= Anthony d'Offay =

British art dealer, collector and curator

Georges Anthony d'Offay (born January 1940) is a British art dealer, collector and curator.

==Life and career==
Georges Anthony d'Offay was born in January 1940 in Sheffield to a French father.

He began dealing in art in the late 1960s, operating from premises in Dering Street off the top of New Bond Street in London. He closed the gallery in 2001 and founded Artist Rooms in 2008. He has been the recipient of the UK Montblanc de la Culture Arts Patronage Award (2009), The Prince of Wales Medal for Arts Philanthropy (2011) and the Paolozzi Medal (2011). He has been awarded Honorary Doctorates by the University of Edinburgh, De Montfort University, Leicester and Sheffield Hallam University.

===Anthony d'Offay Gallery (1965–2001)===
In 1965, at the age of 25, he opened his first gallery in London and for 15 years organised mostly historical exhibitions of early 20th century British art including Abstract Art in England 1913-1915 (1969) which critically reassessed the importance of the Vorticist movement in the UK. In the 1970s, he started to show contemporary art.
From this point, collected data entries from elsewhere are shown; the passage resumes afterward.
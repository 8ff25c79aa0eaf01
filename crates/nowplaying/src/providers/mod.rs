//! Now-playing JSON providers.
//!
//! Each provider is a serde shape plus a pure adapter from that shape to a
//! [`NowPlayingSnapshot`].  REST endpoints are not labelled with their
//! provider, so [`ProviderResponse::decode`] sniffs the payload by trying
//! each shape in a fixed order and keeping the first structural match:
//!
//!   1. NTS           (`results: [...]`)
//!   2. Worldwide FM  (`success: bool`)
//!   3. FIP           (`steps: {...}`, `levels: [...]`)
//!
//! A payload that satisfies more than one shape always resolves to the
//! earliest in this list.

pub mod fip;
pub mod nts;
pub mod worldwide;

use crate::error::{NowPlayingError, Result};
use crate::snapshot::NowPlayingSnapshot;
use crate::station::StationDescriptor;

pub use fip::FipResponse;
pub use nts::NtsResponse;
pub use worldwide::WorldwideResponse;

#[derive(Debug, Clone, Copy, PartialEq, Eq)]
pub enum ProviderKind {
    Nts,
    Worldwide,
    Fip,
}

impl ProviderKind {
    /// Decode priority.
    pub const ORDER: [ProviderKind; 3] = [Self::Nts, Self::Worldwide, Self::Fip];

    pub fn label(&self) -> &'static str {
        match self {
            Self::Nts => "nts",
            Self::Worldwide => "worldwide",
            Self::Fip => "fip",
        }
    }
}

#[derive(Debug, Clone)]
pub enum ProviderResponse {
    Nts(NtsResponse),
    Worldwide(WorldwideResponse),
    Fip(FipResponse),
}

impl ProviderResponse {
    pub fn decode(bytes: &[u8]) -> Result<Self> {
        let mut last_err = None;
        for kind in ProviderKind::ORDER {
            let decoded = match kind {
                ProviderKind::Nts => serde_json::from_slice(bytes).map(Self::Nts),
                ProviderKind::Worldwide => serde_json::from_slice(bytes).map(Self::Worldwide),
                ProviderKind::Fip => serde_json::from_slice(bytes).map(Self::Fip),
            };
            match decoded {
                Ok(response) => return Ok(response),
                Err(e) => last_err = Some(format!("{} ({})", kind.label(), e)),
            }
        }
        Err(NowPlayingError::Decode(
            last_err.unwrap_or_else(|| "no provider matched".to_string()),
        ))
    }

    pub fn kind(&self) -> ProviderKind {
        match self {
            Self::Nts(_) => ProviderKind::Nts,
            Self::Worldwide(_) => ProviderKind::Worldwide,
            Self::Fip(_) => ProviderKind::Fip,
        }
    }

    pub fn into_snapshot(self, station: &StationDescriptor) -> NowPlayingSnapshot {
        match self {
            Self::Nts(r) => nts::adapt(&r, station),
            Self::Worldwide(r) => worldwide::adapt(&r, station),
            Self::Fip(r) => fip::adapt(&r, station),
        }
    }
}

#[cfg(test)]
mod tests {
    use super::*;
    use crate::station::MetadataSource;

    fn station(name: &str) -> StationDescriptor {
        StationDescriptor::new(name, "https://example.com/s", MetadataSource::None)
    }

    #[test]
    fn test_ambiguous_payload_prefers_nts() {
        let body = br#"{
            "results": [{"channel_name": "1", "now": {"broadcast_title": "Early Bird"}}],
            "success": true,
            "result": {"content": {"title": "Worldwide Show"}}
        }"#;
        let resp = ProviderResponse::decode(body).unwrap();
        assert_eq!(resp.kind(), ProviderKind::Nts);
        assert_eq!(resp.into_snapshot(&station("NTS 1")).title, "Early Bird");
    }

    #[test]
    fn test_worldwide_before_fip() {
        let body = br#"{"success": true, "steps": {}, "levels": []}"#;
        let resp = ProviderResponse::decode(body).unwrap();
        assert_eq!(resp.kind(), ProviderKind::Worldwide);
    }

    #[test]
    fn test_fip_is_last_resort() {
        let body = br#"{"steps": {"a": {"title": "Song"}}, "levels": [{"items": ["a"], "position": 0}]}"#;
        let resp = ProviderResponse::decode(body).unwrap();
        assert_eq!(resp.kind(), ProviderKind::Fip);
    }

    #[test]
    fn test_unknown_shape_is_decode_failure() {
        let err = ProviderResponse::decode(br#"{"hello": "world"}"#).unwrap_err();
        assert!(matches!(err, NowPlayingError::Decode(_)));
        assert!(err.to_string().starts_with("Unsupported now-playing response format"));
    }

    #[test]
    fn test_invalid_json_is_decode_failure() {
        let err = ProviderResponse::decode(b"<html>").unwrap_err();
        assert!(matches!(err, NowPlayingError::Decode(_)));
    }
}
use crate::BroadcastMessage;
use nowplaying::protocol::{Command, PlaybackStatus};
use nowplaying::state::StateManager;
use nowplaying::{NowPlayingEngine, NowPlayingSnapshot};
use std::sync::Arc;
use tokio::sync::{broadcast, mpsc};
use tracing::{debug, error, info, warn};

/// Everything the daemon reacts to, funnelled into one queue.
#[derive(Debug)]
pub enum DaemonEvent {
    ClientCommand(Command),
}

/// Owns the now-playing engine and applies player commands one at a time.
pub struct DaemonCore {
    state_manager: Arc<StateManager>,
    engine: NowPlayingEngine,
    snapshot_rx: mpsc::UnboundedReceiver<NowPlayingSnapshot>,
    broadcast_tx: broadcast::Sender<BroadcastMessage>,
}

impl DaemonCore {
    pub fn new(
        state_manager: Arc<StateManager>,
        engine: NowPlayingEngine,
        snapshot_rx: mpsc::UnboundedReceiver<NowPlayingSnapshot>,
        broadcast_tx: broadcast::Sender<BroadcastMessage>,
    ) -> Self {
        Self {
            state_manager,
            engine,
            snapshot_rx,
            broadcast_tx,
        }
    }

    pub fn state_manager(&self) -> Arc<StateManager> {
        Arc::clone(&self.state_manager)
    }

    pub async fn run(mut self, mut event_rx: mpsc::Receiver<DaemonEvent>) -> anyhow::Result<()> {
        info!("Daemon core running");

        loop {
            tokio::select! {
                biased;

                Some(snapshot) = self.snapshot_rx.recv() => {
                    self.apply_snapshot(snapshot).await;
                }

                event = event_rx.recv() => {
                    let Some(event) = event else {
                        info!("Event channel closed, shutting down");
                        break;
                    };
                    match event {
                        DaemonEvent::ClientCommand(cmd) => {
                            info!("Processing command: {:?}", cmd);
                            if let Err(e) = self.handle_command(cmd).await {
                                error!("Error handling command: {}", e);
                            }
                        }
                    }
                }
            }
        }

        self.engine.stop_updating(false).await;
        Ok(())
    }

    pub async fn handle_command(&mut self, cmd: Command) -> anyhow::Result<()> {
        match cmd {
            Command::Play { station_idx } => self.play_station(station_idx).await?,
            Command::Pause => self.pause().await,
            Command::Resume => self.resume().await?,
            Command::Stop => self.stop().await,
            Command::Next => self.step(true).await?,
            Command::Prev => self.step(false).await?,
            Command::GetState => {
                // State is sent back by the socket handler
            }
        }
        Ok(())
    }

    async fn play_station(&mut self, idx: usize) -> anyhow::Result<()> {
        let Some(station) = self.state_manager.station(idx).await else {
            warn!("No station at index {}", idx);
            return Ok(());
        };
        if !station.enabled {
            warn!("Station {} is disabled", station.name);
            return Ok(());
        }

        info!("Playing station: {}", station.name);
        if self.engine.is_updating() {
            self.halt_refresh(true).await;
        }
        self.state_manager.set_playing(idx).await?;
        self.notify_state();
        self.engine.start_updating(station).await;
        Ok(())
    }

    async fn pause(&mut self) {
        if self.playback_status().await != PlaybackStatus::Playing {
            return;
        }
        info!("Pausing now-playing refresh");
        self.halt_refresh(false).await;
        self.state_manager
            .set_playback_status(PlaybackStatus::Paused)
            .await;
        self.notify_state();
    }

    async fn resume(&mut self) -> anyhow::Result<()> {
        let state = self.state_manager.get_state().await;
        if !matches!(
            state.playback_status,
            PlaybackStatus::Paused | PlaybackStatus::Stopped
        ) {
            return Ok(());
        }
        let Some(idx) = state.current_station else {
            return Ok(());
        };
        self.play_station(idx).await
    }

    async fn stop(&mut self) {
        info!("Stopping playback");
        self.halt_refresh(false).await;
        self.engine.set_stopped_state();
        self.state_manager
            .set_playback_status(PlaybackStatus::Stopped)
            .await;
        self.notify_state();
    }

    async fn step(&mut self, forward: bool) -> anyhow::Result<()> {
        match self.state_manager.neighbour_station(forward).await {
            Some(idx) => self.play_station(idx).await,
            None => {
                warn!("No playable stations");
                Ok(())
            }
        }
    }

    /// Stops the refresh loop and applies only the newest snapshot it
    /// queued.  With `reset` that is the "Not playing" snapshot.
    async fn halt_refresh(&mut self, reset: bool) {
        self.engine.stop_updating(reset).await;

        let mut last = None;
        while let Ok(snapshot) = self.snapshot_rx.try_recv() {
            last = Some(snapshot);
        }
        if let Some(snapshot) = last {
            self.apply_snapshot(snapshot).await;
        }
    }

    async fn apply_snapshot(&mut self, snapshot: NowPlayingSnapshot) {
        debug!("now playing: {:?} / {:?}", snapshot.title, snapshot.subtitle);
        self.state_manager.set_now_playing(snapshot.clone()).await;
        let _ = self
            .broadcast_tx
            .send(BroadcastMessage::NowPlaying(snapshot));
        self.notify_state();
    }

    async fn playback_status(&self) -> PlaybackStatus {
        self.state_manager.get_state().await.playback_status
    }

    fn notify_state(&self) {
        let _ = self.broadcast_tx.send(BroadcastMessage::StateUpdated);
    }
}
In 1980 he opened an exhibition space for contemporary art on the first floor at 23 Dering Street. The gallery was run by d'Offay with Anne Seymour, formerly a curator at Tate, and Marie-Louise Laband who masterminded every aspect of the gallery including the exhibition programme. Together they inaugurated a programme of international contemporary art, starting with an exhibition by Joseph Beuys in August of that year. Beuys' large installation from that show Stripes from the House of the Shaman was sold to the National Gallery of Australia, Canberra.

The gallery also organised and funded events, publications, performances and lectures.
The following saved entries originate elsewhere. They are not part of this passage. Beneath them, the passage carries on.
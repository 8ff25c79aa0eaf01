use crate::core::DaemonEvent;
use crate::BroadcastMessage;
use nowplaying::protocol::{
    frame_len, Broadcast, Command, Message, MAX_FRAME_LEN, PROTOCOL_VERSION,
};
use nowplaying::state::StateManager;
use std::sync::atomic::{AtomicUsize, Ordering};
use std::sync::Arc;
use tokio::io::{AsyncReadExt, AsyncWriteExt};
use tokio::net::tcp::OwnedWriteHalf;
use tokio::net::{TcpListener, TcpStream};
use tokio::sync::{broadcast, mpsc};
use tracing::{error, info, warn};

pub fn start_server(
    bind_address: String,
    port: u16,
    state_manager: Arc<StateManager>,
    event_tx: mpsc::Sender<DaemonEvent>,
    broadcast_tx: broadcast::Sender<BroadcastMessage>,
) -> tokio::task::JoinHandle<()> {
    tokio::spawn(async move {
        let addr = format!("{}:{}", bind_address, port);

        let listener = match TcpListener::bind(&addr).await {
            Ok(l) => l,
            Err(e) => {
                error!("Failed to bind TCP socket {}: {}", addr, e);
                return;
            }
        };

        info!("TCP server listening at {}", addr);

        let connected = Arc::new(AtomicUsize::new(0));
        let mut client_id = 0usize;

        loop {
            let (stream, peer) = match listener.accept().await {
                Ok(accepted) => accepted,
                Err(e) => {
                    error!("Failed to accept connection: {}", e);
                    continue;
                }
            };

            client_id += 1;
            let id = client_id;
            let count = connected.fetch_add(1, Ordering::SeqCst) + 1;
            info!("Client {} connected from {} ({} connected)", id, peer, count);

            let sm = state_manager.clone();
            let evt_tx = event_tx.clone();
            let bcast_rx = broadcast_tx.subscribe();
            let connected = connected.clone();

            tokio::spawn(async move {
                handle_client(stream, sm, id, evt_tx, bcast_rx).await;
                let count = connected.fetch_sub(1, Ordering::SeqCst) - 1;
                info!("Client {} disconnected ({} connected)", id, count);
            });
        }
    })
}

async fn handle_client(
    stream: TcpStream,
    state_manager: Arc<StateManager>,
    client_id: usize,
    event_tx: mpsc::Sender<DaemonEvent>,
    mut broadcast_rx: broadcast::Receiver<BroadcastMessage>,
) {
    let (mut read_half, mut write_half) = stream.into_split();
    let mut tmp = [0u8; 4096];
    let mut read_buf: Vec<u8> = Vec::new();

    if let Ok(encoded) = encode_hello(&state_manager).await {
        if write_half.write_all(&encoded).await.is_err() {
            return;
        }
    }

    loop {
        tokio::select! {
            result = read_half.read(&mut tmp) => {
                match result {
                    Ok(0) => {
                        info!("Client {} closed connection", client_id);
                        break;
                    }
                    Ok(n) => {
                        read_buf.extend_from_slice(&tmp[..n]);
                        if !drain_commands(&mut read_buf, client_id, &state_manager, &event_tx, &mut write_half).await {
                            return;
                        }
                    }
                    Err(e) => {
                        error!("Read error from client {}: {}", client_id, e);
                        break;
                    }
                }
            }

            msg = broadcast_rx.recv() => {
                let outgoing = match msg {
                    Ok(BroadcastMessage::StateUpdated) => encode_state(&state_manager).await,
                    Ok(BroadcastMessage::NowPlaying(snapshot)) => {
                        Message::Broadcast(Broadcast::NowPlaying { snapshot }).encode()
                    }
                    Ok(BroadcastMessage::Log(message)) => {
                        Message::Broadcast(Broadcast::Log { message }).encode()
                    }
                    Err(broadcast::error::RecvError::Lagged(n)) => {
                        warn!("Client {} missed {} broadcast messages", client_id, n);
                        encode_state(&state_manager).await
                    }
                    Err(_) => break,
                };
                if let Ok(encoded) = outgoing {
                    if write_half.write_all(&encoded).await.is_err() {
                        break;
                    }
                }
            }
        }
    }
}

/// Handles every complete frame in `read_buf`.  Returns `false` when the
/// connection should be dropped.
async fn drain_commands(
    read_buf: &mut Vec<u8>,
    client_id: usize,
    state_manager: &StateManager,
    event_tx: &mpsc::Sender<DaemonEvent>,
    write_half: &mut OwnedWriteHalf,
) -> bool {
    while let Some(len) = frame_len(read_buf) {
        if len > MAX_FRAME_LEN {
            warn!("Client {} announced a {} byte frame, disconnecting", client_id, len);
            let _ = send_error(write_half, format!("frame too large: {len} bytes")).await;
            return false;
        }
        if read_buf.len() < len + 4 {
            break;
        }

        match Message::decode(read_buf) {
            Ok((Message::Command(Command::GetState), consumed)) => {
                read_buf.drain(..consumed);
                if let Ok(encoded) = encode_state(state_manager).await {
                    if write_half.write_all(&encoded).await.is_err() {
                        return false;
                    }
                }
            }
            Ok((Message::Command(cmd), consumed)) => {
                read_buf.drain(..consumed);
                info!("Client {} sent command: {:?}", client_id, cmd);

                if event_tx.send(DaemonEvent::ClientCommand(cmd)).await.is_err() {
                    warn!("DaemonEvent channel closed");
                    return false;
                }
            }
            Ok((_, consumed)) => {
                read_buf.drain(..consumed);
            }
            Err(e) => {
                warn!("Dropping malformed frame from client {}: {}", client_id, e);
                read_buf.drain(..len + 4);
                if send_error(write_half, format!("malformed message: {e}"))
                    .await
                    .is_err()
                {
                    return false;
                }
            }
        }
    }
    true
}

async fn send_error(write_half: &mut OwnedWriteHalf, message: String) -> anyhow::Result<()> {
    let encoded = Message::Broadcast(Broadcast::Error { message }).encode()?;
    write_half.write_all(&encoded).await?;
    Ok(())
}

async fn encode_hello(state_manager: &StateManager) -> anyhow::Result<Vec<u8>> {
    let state = state_manager.get_state().await;
    Message::Broadcast(Broadcast::Hello {
        protocol_version: PROTOCOL_VERSION,
        state,
    })
    .encode()
}

async fn encode_state(state_manager: &StateManager) -> anyhow::Result<Vec<u8>> {
    let state = state_manager.get_state().await;
    Message::Broadcast(Broadcast::State { data: state }).encode()
}

#[cfg(test)]
mod tests {
    use super::*;
    use std::time::Duration;

    struct Harness {
        client: TcpStream,
        events: mpsc::Receiver<DaemonEvent>,
        session: tokio::task::JoinHandle<()>,
        _broadcast_tx: broadcast::Sender<BroadcastMessage>,
    }

    async fn connect(name: &str) -> Harness {
        let state_file = std::env::temp_dir()
            .join(format!("nowplaying-socket-{}-{}", std::process::id(), name))
            .join("state.json");
        let state_manager = Arc::new(StateManager::new(state_file, Vec::new()));
        let (event_tx, events) = mpsc::channel(8);
        let (broadcast_tx, _) = broadcast::channel(8);

        let listener = TcpListener::bind("127.0.0.1:0").await.unwrap();
        let addr = listener.local_addr().unwrap();
        let client = TcpStream::connect(addr).await.unwrap();
        let (server, _) = listener.accept().await.unwrap();
        let session = tokio::spawn(handle_client(
            server,
            state_manager,
            1,
            event_tx,
            broadcast_tx.subscribe(),
        ));

        let mut harness = Harness {
            client,
            events,
            session,
            _broadcast_tx: broadcast_tx,
        };
        match read_frame(&mut harness.client).await {
            Message::Broadcast(Broadcast::Hello { .. }) => {}
            other => panic!("expected Hello, got {other:?}"),
        }
        harness
    }

    async fn read_frame(stream: &mut TcpStream) -> Message {
        let mut frame = vec![0u8; 4];
        stream.read_exact(&mut frame).await.unwrap();
        let len = frame_len(&frame).unwrap();
        frame.resize(len + 4, 0);
        stream.read_exact(&mut frame[4..]).await.unwrap();
        Message::decode(&frame).unwrap().0
    }

    fn raw_frame(body: &[u8]) -> Vec<u8> {
        let mut frame = (body.len() as u32).to_be_bytes().to_vec();
        frame.extend_from_slice(body);
        frame
    }

    #[tokio::test]
    async fn test_command_is_forwarded_to_core() {
        let mut h = connect("forward").await;
        let frame = Message::Command(Command::Play { station_idx: 2 }).encode().unwrap();
        h.client.write_all(&frame).await.unwrap();

        match h.events.recv().await {
            Some(DaemonEvent::ClientCommand(Command::Play { station_idx })) => {
                assert_eq!(station_idx, 2)
            }
            other => panic!("unexpected event: {other:?}"),
        }
    }

    #[tokio::test]
    async fn test_get_state_is_answered_directly() {
        let mut h = connect("get-state").await;
        let frame = Message::Command(Command::GetState).encode().unwrap();
        h.client.write_all(&frame).await.unwrap();

        match read_frame(&mut h.client).await {
            Message::Broadcast(Broadcast::State { data }) => assert!(data.stations.is_empty()),
            other => panic!("expected State, got {other:?}"),
        }
        assert!(h.events.try_recv().is_err());
    }

    #[tokio::test]
    async fn test_malformed_frame_gets_error_and_connection_survives() {
        let mut h = connect("malformed").await;
        h.client.write_all(&raw_frame(b"{not json")).await.unwrap();
        match read_frame(&mut h.client).await {
            Message::Broadcast(Broadcast::Error { message }) => {
                assert!(message.starts_with("malformed message"))
            }
            other => panic!("expected Error, got {other:?}"),
        }

        let frame = Message::Command(Command::Stop).encode().unwrap();
        h.client.write_all(&frame).await.unwrap();
        assert!(matches!(
            h.events.recv().await,
            Some(DaemonEvent::ClientCommand(Command::Stop))
        ));
    }

    #[tokio::test]
    async fn test_oversized_frame_header_disconnects() {
        let mut h = connect("oversized").await;
        h.client.write_all(&[0xFF, 0xFF, 0xFF, 0xFF]).await.unwrap();

        match read_frame(&mut h.client).await {
            Message::Broadcast(Broadcast::Error { message }) => {
                assert!(message.starts_with("frame too large"))
            }
            other => panic!("expected Error, got {other:?}"),
        }

        // The session ends without waiting for the announced body.
        tokio::time::timeout(Duration::from_secs(1), h.session)
            .await
            .expect("session should end")
            .unwrap();
        let mut rest = Vec::new();
        h.client.read_to_end(&mut rest).await.unwrap();
        assert!(rest.is_empty());
        assert!(h.events.try_recv().is_err());
    }
}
The last exhibition at the Anthony d'Offay Gallery, of Bill Viola, had 70,000 visitors.

===Artist Rooms===

d'Offay closed the gallery in 2001 and worked on building a collection of over 1000 artworks. The collection, then valued in excess of £100 million, was donated jointly to the National Galleries of Scotland and Tate in 2008 with the assistance of the National Heritage Memorial Fund, The Art Fund and the Scottish and British Governments.

Since 2009 there have been more than 120 Artist Rooms exhibitions in museums and galleries across the United Kingdom. These free shows have been seen by some 29 million visitors. 55,000 young people are in Artist Rooms education programmes and a 10-fold surge in attendance has been recorded at many venues participating in the programme. 93% of visitors said that the experience of Artist Rooms had changed their ideas about art. The Art Fund charity was one of the original principal supporters of Artist Rooms. It continues to sponsor the Touring Programme of exhibitions from the collection and facilitates dynamic education projects in each venue.
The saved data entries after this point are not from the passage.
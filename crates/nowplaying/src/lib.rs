//! Now-playing metadata for streaming radio stations.
//!
//! Given the station being played, [`engine::NowPlayingEngine`] keeps
//! resolving what is on air, either by polling a broadcaster's JSON API
//! ([`providers`]) or by reading ICY in-band metadata from the stream
//! ([`icy`]), and emits uniform [`snapshot::NowPlayingSnapshot`]s.

pub mod config;
pub mod engine;
pub mod error;
pub mod icy;
pub mod platform;
pub mod protocol;
pub mod providers;
pub mod snapshot;
pub mod state;
pub mod station;

pub use engine::{NowPlayingEngine, RefreshSettings};
pub use error::{IcyError, NowPlayingError};
pub use snapshot::NowPlayingSnapshot;
pub use station::{MetadataSource, StationDescriptor};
==Allegations of inappropriate behaviour==
In January 2018, several women with careers in the art world and who have worked with d'Offay, came forward with allegations of sexual harassment and inappropriate behaviour, with police investigating d'Offay after receiving a complaint from a young woman that he sent her malicious messages. The allegations date from 1997 to 2004 with the current police investigation relating to the period from 2012 to 2018. D'Offay strongly denies the allegations and says he is unaware of a police investigation. The Metropolitan Police confirmed that an investigation was ongoing.

The Tate and National Galleries of Scotland, joint recipients of d'Offay's Artist Rooms "part gift, part purchase", publicly announced they would be severing contact with him stating "The work of Tate and NGS is underpinned by values of fairness, equality and respect and the right to work free of sexual harassment. We expect these values to be demonstrated in the behaviour of everyone who is involved in our organisations." On 27 April 2018 he terminated his position as director and a "person with significant control" at the Artist Rooms Foundation, set up to work with the Tate and National Galleries of Scotland on the original Artist Rooms collection. Despite the issued statement and resignation, d'Offay's name was kept in prominent display in Tate Modern's Turbine Hall during this period.

On 8 April 2019 it was confirmed in a joint statement by Tate and NGS to several media outlets that the galleries would be resuming links with d'Offay. It was also revealed, in an article by Ben Quinn in The Guardian that this decision "to quietly resume links with the influential art patron Anthony d'Offay, a year on from allegations against him of sexual harassment, followed intensive lobbying of trustees, it is understood." The police investigation is ongoing, though d'Offay has denied any awareness of an investigation.